Design/methodology/approach

The article is based on Duckworth’s and colleagues’ research on grit and later developments, especially those related to the empirical check on the relationships between grit and individual accomplishment and company performance. It combines a literature review overview and conceptual developments with practical application.

Findings

Grit is a two-factor personality trait positively correlated to conscientiousness that promotes and predicts superior achievement and accomplishment. Developing a nurtured grit capacity requires promoting learning, coaching, executive intelligence, and positive interactions at work within a critical thinking environment.

Research limitations/implications

Following the conceptual model developed, further research is needed about the relationships between growth mindset, critical thinking, grit, grit and resilience, and how individual grit becomes organizational.

Practical implications

A superior accomplishment can be achieved by integrating and promoting grit employees within the company.
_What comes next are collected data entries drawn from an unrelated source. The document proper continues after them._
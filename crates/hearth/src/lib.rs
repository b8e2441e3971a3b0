//! # HEARTH
//!
//! The engine crate, built on the world model in [`hearth_core`].
//!
//! ## Architecture
//!
//! ```text
//! ┌──────────────────────────────────────────────────────────────────┐
//! │                          HEARTH ENGINE                           │
//! ├──────────────────────────────────────────────────────────────────┤
//! │                                                                  │
//! │  EngineConfig (TOML)                                             │
//! │     │  [world] [scheduler] [game_loop]                           │
//! │     ▼                                                            │
//! │  ┌──────────────┐   update(dt)   ┌──────────┐ ┌──────────┐      │
//! │  │  GameLoop    │───────────────>│ World 0  │ │ World 1  │ ...  │
//! │  │  FrameStats  │<───────────────│ timings  │ │ timings  │      │
//! │  └──────────────┘                └────┬─────┘ └──────────┘      │
//! │                                       │ rayon worker pool        │
//! │                                       ▼                          │
//! │              UnitComponent, ProjectileComponent, BakePreview     │
//! │                                                                  │
//! └──────────────────────────────────────────────────────────────────┘
//! ```
//!
//! ## Modules
//!
//! - `config`: engine configuration and worker pool setup
//! - `game_loop`: frame orchestration and timing
//! - `gameplay`: components built on the world model

pub mod config;
pub mod error;
pub mod game_loop;
pub mod gameplay;

// Re-export the world model
pub use hearth_core as core;
pub use hearth_shared as shared;

pub use config::{ConfigError, EngineConfig, SchedulerConfig};
pub use error::{EngineError, EngineResult};
pub use game_loop::{FrameStats, FrameStatsAccumulator, GameLoop, GameLoopConfig};
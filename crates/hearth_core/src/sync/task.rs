//! Cancellable background task on a dedicated thread.

use std::sync::atomic::{AtomicBool, Ordering};
use std::sync::Arc;
use std::thread::{self, JoinHandle};

use thiserror::Error;

/// Errors of a [`BackgroundTask`].
#[derive(Error, Debug, Clone, PartialEq, Eq)]
pub enum TaskError {
    /// The thread could not be started.
    #[error("failed to spawn task {name}: {reason}")]
    Spawn {
        /// Task name.
        name: String,
        /// OS error.
        reason: String,
    },

    /// The task body panicked.
    #[error("task {0} panicked")]
    Panicked(String),

    /// The task was already joined.
    #[error("task {0} was already joined")]
    AlreadyJoined(String),
}

/// Cooperative cancellation flag shared between a task and its owner.
#[derive(Clone, Debug, Default)]
pub struct CancellationToken(Arc<AtomicBool>);

impl CancellationToken {
    /// Creates a token that is not canceled.
    #[must_use]
    pub fn new() -> Self {
        Self::default()
    }

    /// Asks the task to stop.
    pub fn cancel(&self) {
        self.0.store(true, Ordering::Release);
    }

    /// True once cancellation was requested.
    #[must_use]
    pub fn is_canceled(&self) -> bool {
        self.0.load(Ordering::Acquire)
    }
}

/// Work running on its own named thread.
///
/// Dropping the task requests cancellation and waits for the thread.
///
/// # Example
///
/// ```rust,ignore
/// let task = BackgroundTask::spawn("bake", |token| {
///     let mut done = 0;
///     while done < 1_000 && !token.is_canceled() {
///         done += 1;
///     }
///     done
/// })?;
/// let baked = task.join()?;
/// ```
pub struct BackgroundTask<T> {
    name: String,
    token: CancellationToken,
    handle: Option<JoinHandle<T>>,
}

impl<T: Send + 'static> BackgroundTask<T> {
    /// Starts `body` on a new thread named `name`.
    ///
    /// # Errors
    ///
    /// Returns [`TaskError::Spawn`] if the OS refuses the thread.
    pub fn spawn<F>(name: impl Into<String>, body: F) -> Result<Self, TaskError>
    where
        F: FnOnce(CancellationToken) -> T + Send + 'static,
    {
        let name = name.into();
        let token = CancellationToken::new();
        let task_token = token.clone();

        let handle = thread::Builder::new()
            .name(name.clone())
            .spawn(move || body(task_token))
            .map_err(|e| TaskError::Spawn {
                name: name.clone(),
                reason: e.to_string(),
            })?;

        tracing::debug!(task = %name, "background task started");
        Ok(Self {
            name,
            token,
            handle: Some(handle),
        })
    }
}

impl<T> BackgroundTask<T> {
    /// Task name.
    #[must_use]
    pub fn name(&self) -> &str {
        &self.name
    }

    /// Asks the task to stop at its next cancellation check.
    pub fn request_cancel(&self) {
        self.token.cancel();
    }

    /// True once cancellation was requested.
    #[must_use]
    pub fn is_canceled(&self) -> bool {
        self.token.is_canceled()
    }

    /// True once the body has returned.
    #[must_use]
    pub fn is_finished(&self) -> bool {
        self.handle.as_ref().map_or(true, JoinHandle::is_finished)
    }

    /// Waits for the body and returns its result.
    ///
    /// # Errors
    ///
    /// [`TaskError::Panicked`] if the body panicked,
    /// [`TaskError::AlreadyJoined`] on a second join.
    pub fn join(&mut self) -> Result<T, TaskError> {
        let handle = self
            .handle
            .take()
            .ok_or_else(|| TaskError::AlreadyJoined(self.name.clone()))?;
        let result = handle.join().map_err(|_| TaskError::Panicked(self.name.clone()));
        tracing::debug!(task = %self.name, canceled = self.is_canceled(), ok = result.is_ok(), "background task joined");
        result
    }

    /// Requests cancellation, then waits for the body.
    ///
    /// # Errors
    ///
    /// Same as [`join`](Self::join).
    pub fn cancel_and_join(&mut self) -> Result<T, TaskError> {
        self.request_cancel();
        self.join()
    }
}

impl<T> Drop for BackgroundTask<T> {
    fn drop(&mut self) {
        if self.handle.is_some() {
            if let Err(error) = self.cancel_and_join() {
                tracing::warn!(task = %self.name, %error, "background task ended abnormally");
            }
        }
    }
}
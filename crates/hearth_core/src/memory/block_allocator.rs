//! # Block Allocator
//!
//! Hands out fixed-size blocks of default-initialized elements and recycles
//! returned blocks through a free list.

use hearth_shared::DEFAULT_BLOCK_SIZE;

/// A fixed-size page of elements owned by whoever allocated it.
///
/// The element buffer is boxed once and never reallocated, so the address of
/// an element stays stable for as long as the block lives.
pub struct Block<T> {
    data: Box<[T]>,
}

impl<T> Block<T> {
    /// Number of element slots in this block.
    #[inline]
    #[must_use]
    pub fn capacity(&self) -> usize {
        self.data.len()
    }

    /// The element slots.
    #[inline]
    #[must_use]
    pub fn as_slice(&self) -> &[T] {
        &self.data
    }

    /// The element slots, mutably.
    #[inline]
    pub fn as_mut_slice(&mut self) -> &mut [T] {
        &mut self.data
    }
}

/// Allocation counters of a [`BlockAllocator`].
#[derive(Clone, Copy, Debug, Default, PartialEq, Eq)]
pub struct BlockAllocatorStats {
    /// Blocks created from fresh memory.
    pub blocks_created: usize,
    /// Blocks currently handed out.
    pub blocks_in_use: usize,
    /// Largest number of blocks handed out at the same time.
    pub peak_blocks_in_use: usize,
    /// Returned blocks waiting for reuse.
    pub free_blocks: usize,
}

/// A block allocator for a single element type.
///
/// Every block holds `block_size_bytes / size_of::<T>()` elements (at least
/// one). Blocks returned through [`deallocate_block`](Self::deallocate_block)
/// are kept and handed out again, reset to `T::default()`.
///
/// # Thread Safety
///
/// Not thread-safe. Each store owns its own allocator.
///
/// # Example
///
/// ```rust,ignore
/// let mut allocator: BlockAllocator<Option<u64>> = BlockAllocator::new(4096);
/// let block = allocator.allocate_block(); // 512 slots, all None
/// allocator.deallocate_block(block);      // kept for reuse
/// ```
pub struct BlockAllocator<T> {
    /// Configured block size in bytes.
    block_size_bytes: usize,
    /// Elements per block.
    elements_per_block: usize,
    /// Blocks waiting for reuse.
    free_list: Vec<Block<T>>,
    /// Counters.
    stats: BlockAllocatorStats,
}

impl<T: Default> BlockAllocator<T> {
    /// Creates an allocator producing blocks of `block_size_bytes`.
    ///
    /// # Panics
    ///
    /// Panics if `block_size_bytes` is zero.
    #[must_use]
    pub fn new(block_size_bytes: usize) -> Self {
        assert!(block_size_bytes > 0, "Block size must be greater than zero");

        let element_size = std::mem::size_of::<T>().max(1);
        let elements_per_block = (block_size_bytes / element_size).max(1);

        Self {
            block_size_bytes,
            elements_per_block,
            free_list: Vec::new(),
            stats: BlockAllocatorStats::default(),
        }
    }

    /// Configured block size in bytes.
    #[inline]
    #[must_use]
    pub const fn block_size_bytes(&self) -> usize {
        self.block_size_bytes
    }

    /// Number of elements in every block.
    #[inline]
    #[must_use]
    pub const fn elements_per_block(&self) -> usize {
        self.elements_per_block
    }

    /// Returns the allocation counters.
    #[inline]
    #[must_use]
    pub const fn stats(&self) -> BlockAllocatorStats {
        self.stats
    }

    /// Hands out a block with every slot set to `T::default()`.
    ///
    /// Reuses a returned block when one is available. Running out of memory
    /// aborts the process through the global allocator; there is no
    /// recoverable failure path here.
    pub fn allocate_block(&mut self) -> Block<T> {
        let block = if let Some(mut block) = self.free_list.pop() {
            for slot in block.as_mut_slice() {
                *slot = T::default();
            }
            block
        } else {
            self.stats.blocks_created += 1;
            let data: Vec<T> = (0..self.elements_per_block).map(|_| T::default()).collect();
            Block {
                data: data.into_boxed_slice(),
            }
        };

        self.stats.blocks_in_use += 1;
        self.stats.peak_blocks_in_use = self.stats.peak_blocks_in_use.max(self.stats.blocks_in_use);
        self.stats.free_blocks = self.free_list.len();
        block
    }

    /// Returns a block to the free list.
    pub fn deallocate_block(&mut self, block: Block<T>) {
        debug_assert_eq!(block.capacity(), self.elements_per_block);
        self.stats.blocks_in_use = self.stats.blocks_in_use.saturating_sub(1);
        self.free_list.push(block);
        self.stats.free_blocks = self.free_list.len();
    }

    /// Releases every block waiting for reuse.
    pub fn trim(&mut self) {
        self.free_list.clear();
        self.stats.free_blocks = 0;
    }
}

impl<T: Default> Default for BlockAllocator<T> {
    fn default() -> Self {
        Self::new(DEFAULT_BLOCK_SIZE)
    }
}

#[cfg(test)]
mod tests {
    use super::*;

    #[test]
    fn test_block_capacity() {
        let allocator: BlockAllocator<u64> = BlockAllocator::new(4096);
        assert_eq!(allocator.elements_per_block(), 512);

        let oversized: BlockAllocator<[u64; 32]> = BlockAllocator::new(128);
        assert_eq!(oversized.elements_per_block(), 1);
    }

    #[test]
    fn test_block_reuse_is_zeroed() {
        let mut allocator: BlockAllocator<u32> = BlockAllocator::new(64);

        let mut block = allocator.allocate_block();
        block.as_mut_slice()[3] = 99;
        allocator.deallocate_block(block);

        let block = allocator.allocate_block();
        assert!(block.as_slice().iter().all(|&v| v == 0));
        assert_eq!(allocator.stats().blocks_created, 1);
    }

    #[test]
    fn test_stats() {
        let mut allocator: BlockAllocator<u8> = BlockAllocator::new(16);

        let a = allocator.allocate_block();
        let b = allocator.allocate_block();
        assert_eq!(allocator.stats().blocks_in_use, 2);

        allocator.deallocate_block(a);
        allocator.deallocate_block(b);
        let stats = allocator.stats();
        assert_eq!(stats.blocks_in_use, 0);
        assert_eq!(stats.peak_blocks_in_use, 2);
        assert_eq!(stats.free_blocks, 2);

        allocator.trim();
        assert_eq!(allocator.stats().free_blocks, 0);
    }
}
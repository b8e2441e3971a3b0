//! # World Error Types
//!
//! Errors returned by fallible world operations.
//!
//! Stale handles are not errors: lookups return `Option` or `bool`.

use thiserror::Error;

/// Errors that can occur while building or mutating a world.
#[derive(Error, Debug, Clone, PartialEq, Eq)]
pub enum WorldError {
    /// The game object handle does not resolve.
    #[error("game object {0} does not exist")]
    InvalidObject(String),

    /// The component handle does not resolve.
    #[error("component {0} does not exist")]
    InvalidComponent(String),

    /// A second instance of a singleton component type was requested.
    #[error("singleton component {type_name} already exists in this world")]
    SingletonAlreadyExists {
        /// Name of the component type.
        type_name: &'static str,
    },

    /// The component type was never registered with the world.
    #[error("component type {0} is not registered")]
    UnknownComponentType(String),

    /// No more component type ids are available.
    #[error("component type limit of {0} reached")]
    TooManyComponentTypes(usize),

    /// Setting this parent would make an object its own ancestor.
    #[error("cannot parent {child} beneath its descendant {parent}")]
    HierarchyCycle {
        /// Object being moved.
        child: String,
        /// Requested parent.
        parent: String,
    },

    /// A static component tried to move its owner.
    #[error("static component {0} cannot move its owner")]
    StaticComponentMove(String),

    /// The initialization batch handle does not resolve.
    #[error("initialization batch {0} does not exist")]
    InvalidInitBatch(String),

    /// Serialized data could not be read.
    #[error("malformed serialized data: {reason}")]
    MalformedData {
        /// What went wrong.
        reason: String,
    },
}

/// Result type for world operations.
pub type WorldResult<T> = Result<T, WorldError>;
Besides, grit is also a good predictor of happiness, rising above, hardiness, and other desirable attributes. Grit requires the development of a critical-thinking environment and executive intelligence workforce.

Social implications

Superior accomplishment through life helps to develop this goal in the workplace. The pandemic magnitude is partly due to a lack of critical thinking and grit.

Originality/value

This paper guides managers and professionals to implement a grit company strategy grounded on some reputation research without abstracted theoretical disquisitions.